Les médias français jouent leur rôle en général avec probité et notamment en mettant en lumière les nombreuses expositions de l’IMA où s’exprime la diversité créative des artistes du monde arabe. Quelles que soient les thématiques abordées, nous avons à cœur de toujours faire participer des artistes contemporains. L’exposition sur le Maroc contemporain a largement montré la pluralité de ces regards d’artistes, du traditionnel Farid Belkahia jusqu’au collectif d’art numérique Pixylone. Il en était de même lors de l’exposition La Palestine à l’IMA en 2016 avec des vidéastes comme Khaled Jarrar et Larissa Sansour, sur des sujets plus politiques. Mais également dans des expositions aux thèmes plus difficiles, comme celle sur le Hajj, le pèlerinage à La Mecque, avec les artistes Nasser Al Salem, Kader Attia ou Ahmed Mater, et à présent dans Trésors de l’islam en Afrique et les œuvres d’Hassan Hajjaj, Aida Muluneh ou Moataz Nasr. […]. Œuvres anciennes et contemporaines se côtoient afin de mettre en perspective les sujets traités et les ouvrir sur des préoccupations d’aujourd’hui.
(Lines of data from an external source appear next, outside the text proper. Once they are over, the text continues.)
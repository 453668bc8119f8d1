//! Fetch windows for one sync.

use chrono::{DateTime, Duration, Utc};
use serde::{Deserialize, Serialize};
use tracing::{info, warn};

/// One calendar query: events overlapping `[time_min, time_max]`, optionally
/// only those modified since `updated_min`.
#[derive(Debug, Clone, PartialEq, Eq, Serialize, Deserialize)]
#[serde(rename_all = "camelCase")]
pub struct FetchQuery {
    pub calendar_id: String,
    pub time_min: DateTime<Utc>,
    pub time_max: DateTime<Utc>,
    #[serde(default, skip_serializing_if = "Option::is_none")]
    pub updated_min: Option<DateTime<Utc>>,
}

impl FetchQuery {
    fn new(
        calendar_id: &str,
        time_min: DateTime<Utc>,
        time_max: DateTime<Utc>,
        updated_min: Option<DateTime<Utc>>,
    ) -> Self {
        info!(
            from = %time_min.to_rfc3339(),
            to = %time_max.to_rfc3339(),
            updated_min = ?updated_min.map(|t| t.to_rfc3339()),
            "Setting up query"
        );
        FetchQuery {
            calendar_id: calendar_id.to_string(),
            time_min,
            time_max,
            updated_min,
        }
    }
}

/// Build the queries for a sync starting at `sync_start`.
///
/// With a watermark, two queries cover the horizon:
/// - events up to `last_sync + horizon` modified since `last_sync`
///   (edits to events the previous sync already saw),
/// - every event in `[last_sync + horizon, sync_start + horizon]`
///   (events beyond the previous horizon).
///
/// Without one, or with one so old that its horizon has already passed,
/// a single query covers `[sync_start, sync_start + horizon]`. `lookback`
/// moves the lower bound of the first query earlier.
pub fn plan_queries(
    calendar_id: &str,
    sync_start: DateTime<Utc>,
    last_sync: Option<DateTime<Utc>>,
    horizon: Duration,
    lookback: Duration,
) -> Vec<FetchQuery> {
    let end = sync_start + horizon;
    let from = sync_start - lookback;

    let last_sync = last_sync.filter(|last| {
        let fresh = *last + horizon > sync_start;
        if !fresh {
            warn!(
                last_sync = %last.to_rfc3339(),
                "Last sync is older than the horizon, fetching everything"
            );
        }
        fresh
    });

    match last_sync {
        Some(last) => vec![
            FetchQuery::new(calendar_id, from, last + horizon, Some(last)),
            FetchQuery::new(calendar_id, last + horizon, end, None),
        ],
        None => vec![FetchQuery::new(calendar_id, from, end, None)],
    }
}
//! Defines the JSON protocol used for communication between calcron
//! and provider binaries over stdin/stdout.

use serde::{Deserialize, Serialize, de::DeserializeOwned};

use crate::error::{CalcronError, CalcronResult};
use crate::query::FetchQuery;

pub trait ProviderCommand: Serialize {
    type Response: DeserializeOwned;
    fn command() -> Command;
}

#[derive(Debug, Clone, Copy, PartialEq, Eq, Serialize, Deserialize)]
#[serde(rename_all = "snake_case")]
pub enum Command {
    ListEvents,
}

/// Request sent from calcron to a provider.
#[derive(Debug, Serialize, Deserialize)]
pub struct Request {
    pub command: Command,
    #[serde(default)]
    pub params: serde_json::Value,
}

/// Response sent from a provider to calcron.
#[derive(Debug, Serialize, Deserialize)]
#[serde(tag = "status", rename_all = "snake_case")]
pub enum Response<T> {
    Success { data: T },
    Error { error: String },
}

impl<T: Serialize> Response<T> {
    pub fn success(data: T) -> CalcronResult<String> {
        serde_json::to_string(&Response::Success { data })
            .map_err(|e| CalcronError::Serialization(e.to_string()))
    }
}

impl Response<()> {
    pub fn error(msg: &str) -> CalcronResult<String> {
        serde_json::to_string(&Response::<()>::Error {
            error: msg.to_string(),
        })
        .map_err(|e| CalcronError::Serialization(e.to_string()))
    }
}

/// List events for every query, following pagination until exhausted.
/// Deleted events must be included with status `cancelled`.
///
/// Items are decoded one by one, see [`crate::event::RemoteEvent::from_value`].
#[derive(Debug, Serialize, Deserialize)]
pub struct ListEvents {
    pub queries: Vec<FetchQuery>,
}

impl ProviderCommand for ListEvents {
    type Response = Vec<serde_json::Value>;
    fn command() -> Command {
        Command::ListEvents
    }
}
Et pour son exposition autour du Hip hop en 2015, l’IMA a notamment fait intervenir directement dans ses salles les street artistes Yazan Halwani et Meen One pour créer des œuvres originales […]. Enfin, la 2e Biennale des photographes du monde arabe contemporain que l’IMA ouvrira en septembre prochain dévoilera aussi une multitude de regards d’artistes sur ces sociétés en pleine évolution.

Quelles sont plus largement les missions de l’IMA concernant les arts plastiques du monde arabe ?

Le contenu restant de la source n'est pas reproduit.